═══ Supplied information ═══
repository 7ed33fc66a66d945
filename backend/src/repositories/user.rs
//! Account store consumed by the session service and the user handlers.
//!
//! The trait is designed to be mockable using mockall for testing.
//! Use `MockUserStore` in tests to mock the behavior.

use async_trait::async_trait;
use chrono::Utc;
use sqlx::PgPool;

use crate::error::AppError;
use crate::models::user::User;

#[cfg_attr(test, mockall::automock)]
#[async_trait]
pub trait UserStore: Send + Sync {
    /// Looks up an account eligible for login. Deactivated users are
    /// invisible here on purpose.
    async fn find_active_by_username(&self, username: &str) -> Result<Option<User>, AppError>;

    async fn find_by_id(&self, id: &str) -> Result<Option<User>, AppError>;

    async fn insert(&self, user: &User) -> Result<(), AppError>;

    async fn username_exists(&self, username: &str) -> Result<bool, AppError>;

    async fn email_exists(&self, email: &str) -> Result<bool, AppError>;

    /// Records a successful login. Callers treat failures as non-fatal.
    async fn touch_last_login(&self, id: &str) -> Result<(), AppError>;
}

pub struct PgUserStore {
    pool: PgPool,
}

impl PgUserStore {
    pub fn new(pool: PgPool) -> Self {
        Self { pool }
    }
}

#[async_trait]
impl UserStore for PgUserStore {
    async fn find_active_by_username(&self, username: &str) -> Result<Option<User>, AppError> {
        let user = sqlx::query_as::<_, User>(
            "SELECT id, username, email, password_hash, is_active, last_login_at, created_at, \
             updated_at FROM users WHERE username = $1 AND is_active = TRUE",
        )
        .bind(username)
        .fetch_optional(&self.pool)
        .await?;

        Ok(user)
    }

    async fn find_by_id(&self, id: &str) -> Result<Option<User>, AppError> {
        let user = sqlx::query_as::<_, User>(
            "SELECT id, username, email, password_hash, is_active, last_login_at, created_at, \
             updated_at FROM users WHERE id = $1",
        )
        .bind(id)
        .fetch_optional(&self.pool)
        .await?;

        Ok(user)
    }

    async fn insert(&self, user: &User) -> Result<(), AppError> {
        sqlx::query(
            "INSERT INTO users (id, username, email, password_hash, is_active, last_login_at, \
             created_at, updated_at) VALUES ($1, $2, $3, $4, $5, $6, $7, $8)",
        )
        .bind(&user.id)
        .bind(&user.username)
        .bind(&user.email)
        .bind(&user.password_hash)
        .bind(user.is_active)
        .bind(user.last_login_at)
        .bind(user.created_at)
        .bind(user.updated_at)
        .execute(&self.pool)
        .await?;

        Ok(())
    }

    async fn username_exists(&self, username: &str) -> Result<bool, AppError> {
        let exists: bool =
            sqlx::query_scalar("SELECT EXISTS(SELECT 1 FROM users WHERE username = $1)")
                .bind(username)
                .fetch_one(&self.pool)
                .await?;

        Ok(exists)
    }

    async fn email_exists(&self, email: &str) -> Result<bool, AppError> {
        let exists: bool =
            sqlx::query_scalar("SELECT EXISTS(SELECT 1 FROM users WHERE email = $1)")
                .bind(email)
                .fetch_one(&self.pool)
                .await?;

        Ok(exists)
    }

    async fn touch_last_login(&self, id: &str) -> Result<(), AppError> {
        let now = Utc::now();
        sqlx::query("UPDATE users SET last_login_at = $1, updated_at = $1 WHERE id = $2")
            .bind(now)
            .bind(id)
            .execute(&self.pool)
            .await?;

        Ok(())
    }
}
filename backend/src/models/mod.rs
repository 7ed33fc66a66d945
pub mod session;
pub mod user;

pub use session::*;
pub use user::*;
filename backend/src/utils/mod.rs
pub mod device;
pub mod jwt;
pub mod password;

pub use device::*;
pub use jwt::*;
pub use password::*;
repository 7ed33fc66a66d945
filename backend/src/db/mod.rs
pub mod connection;
pub mod redis;
use std::{path::PathBuf, process::ExitCode, sync::Arc, time::Duration};

use anyhow::Context;
use clap::Parser;
use tokio::sync::mpsc;
use tokio_util::sync::CancellationToken;
use tracing::{error, info};

use tgirc_core::{
    bridge::Bridge,
    config::Config,
    context::{AppContext, MediaRelay},
    journal::{JournalConfig, LogWriter, SystemClock},
    ports::{IrcPort, TelegramPort},
    shutdown::Shutdown,
};
use tgirc_irc::IrcClient;
use tgirc_mis::MisClient;
use tgirc_telegram::{router, TelegramMessenger};

mod console;

const TELEGRAM_QUEUE: usize = 256;

#[derive(Parser, Debug)]
#[command(name = "tgirc")]
#[command(about = "Telegram <-> IRC bridge and chat logger", version)]
struct Args {
    /// Path to the JSON configuration file
    #[arg(short, long, default_value = "config.json")]
    config: PathBuf,

    /// Read operator commands and broadcasts from stdin
    #[arg(short = 'i', long)]
    stdin: bool,

    /// Echo every log record to stdout
    #[arg(short = 'o', long)]
    stdout: bool,

    /// Telegram bot token, overriding the configuration file
    #[arg(short, long, env = "TELEGRAM_BOT_TOKEN", hide_env_values = true)]
    token: Option<String>,

    /// Increase diagnostic verbosity (-v, -vv)
    #[arg(short, long, action = clap::ArgAction::Count)]
    verbose: u8,
}

fn main() -> ExitCode {
    let args = Args::parse();

    let rt = match tokio::runtime::Builder::new_multi_thread()
        .enable_all()
        .build()
    {
        Ok(rt) => rt,
        Err(e) => {
            eprintln!("tgirc: failed to start runtime: {e}");
            return ExitCode::FAILURE;
        }
    };

    let res = rt.block_on(run(args));
    // The stdin reader sits on a blocking thread that never returns on its own.
    rt.shutdown_timeout(Duration::from_secs(1));

    match res {
        Ok(()) => ExitCode::SUCCESS,
        Err(e) => {
            eprintln!("tgirc: {e:#}");
            ExitCode::FAILURE
        }
    }
}

async fn run(args: Args) -> anyhow::Result<()> {
    tgirc_core::logging::init("tgirc", args.verbose)?;

    let cfg = Config::load(&args.config)
        .and_then(|cfg| cfg.with_token_override(args.token))
        .with_context(|| format!("loading {}", args.config.display()))?;

    let mut journal = JournalConfig::new(&cfg.log.dir);
    journal.queue_capacity = cfg.log.queue_capacity;
    journal.flush_every = cfg.log.flush_every;
    journal.echo_stdout = args.stdout;
    let writer = LogWriter::start(journal, Arc::new(SystemClock))
        .await
        .with_context(|| format!("opening log directory {}", cfg.log.dir.display()))?;
    let log_failed = writer.failed();

    let channels = cfg
        .mappings
        .irc_channels()
        .into_iter()
        .map(str::to_string)
        .collect();
    let irc = IrcClient::new(cfg.irc.clone(), channels);
    let irc_port: Arc<dyn IrcPort> = Arc::new(irc.clone());

    // 429 RetryAfter is retried inside the adapter.
    let messenger = TelegramMessenger::from_token(cfg.telegram.token.clone());
    let telegram: Arc<dyn TelegramPort> = Arc::new(messenger.clone());

    let media = match &cfg.mis {
        Some(mis) => Some(MediaRelay {
            files: Arc::new(messenger.clone()),
            images: Arc::new(MisClient::new(mis.clone())?),
        }),
        None => None,
    };

    let ctx = Arc::new(AppContext {
        mapping: cfg.mappings.clone(),
        log: writer.sink(),
        irc: irc_port.clone(),
        telegram,
        media,
    });
    let bridge = Arc::new(Bridge::new(ctx, cfg.bridge.max_in_flight));
    let shutdown = Shutdown::new(irc_port, cfg.irc.quit_message.clone(), writer);
    let producers = shutdown.producers();

    info!(pairs = cfg.mappings.len(), "starting bridge");

    match irc.connect(producers.clone()).await {
        Ok((events, reader)) => {
            shutdown.track(reader).await;
            shutdown
                .track(tokio::spawn(bridge.clone().run_irc(events)))
                .await;
        }
        Err(e) => {
            error!("IRC connection failed: {e}");
            bridge
                .status(&format!("Error connecting to IRC: {e}"))
                .await;
        }
    }

    let bot = messenger.bot();
    match router::check_connection(&bot).await {
        Ok(username) => {
            info!(%username, "Telegram bot authorized");
            bridge.status("Successfully connected to Telegram!").await;
            let (tx, rx) = mpsc::channel(TELEGRAM_QUEUE);
            shutdown
                .track(tokio::spawn(router::run_polling(bot, tx, producers.clone())))
                .await;
            shutdown
                .track(tokio::spawn(bridge.clone().run_telegram(rx)))
                .await;
        }
        Err(e) => {
            error!("Telegram connection failed: {e}");
            bridge
                .status(&format!("Error connecting to Telegram: {e}"))
                .await;
        }
    }

    let stop_requested = CancellationToken::new();
    if args.stdin {
        shutdown
            .track(tokio::spawn(console::run(
                bridge.clone(),
                stop_requested.clone(),
                producers.clone(),
            )))
            .await;
    }

    tokio::select! {
      _ = wait_for_signal() => {}
      _ = stop_requested.cancelled() => info!("stop requested from console"),
      _ = log_failed.cancelled() => error!("log writer failed, shutting down"),
    }

    shutdown.stop().await.context("closing the log")?;
    Ok(())
}

async fn wait_for_signal() {
    let ctrl_c = async {
        if let Err(e) = tokio::signal::ctrl_c().await {
            error!("failed to listen for Ctrl+C: {e}");
            std::future::pending::<()>().await;
        }
    };

    #[cfg(unix)]
    let terminate = async {
        match tokio::signal::unix::signal(tokio::signal::unix::SignalKind::terminate()) {
            Ok(mut sig) => {
                sig.recv().await;
            }
            Err(e) => {
                error!("failed to install SIGTERM handler: {e}");
                std::future::pending::<()>().await;
            }
        }
    };

    #[cfg(not(unix))]
    let terminate = std::future::pending::<()>();

    tokio::select! {
      _ = ctrl_c => info!("received Ctrl+C, shutting down"),
      _ = terminate => info!("received terminate signal, shutting down"),
    }
}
═══
» **Activity**: From the entries above, return exactly the line containing "pub mod session;", the line containing "pub mod connection;", and all lines between, and nothing else.

» **Reply to the exercise**:
pub mod session;
pub mod user;

pub use session::*;
pub use user::*;
filename backend/src/utils/mod.rs
pub mod device;
pub mod jwt;
pub mod password;

pub use device::*;
pub use jwt::*;
pub use password::*;
repository 7ed33fc66a66d945
filename backend/src/db/mod.rs
pub mod connection;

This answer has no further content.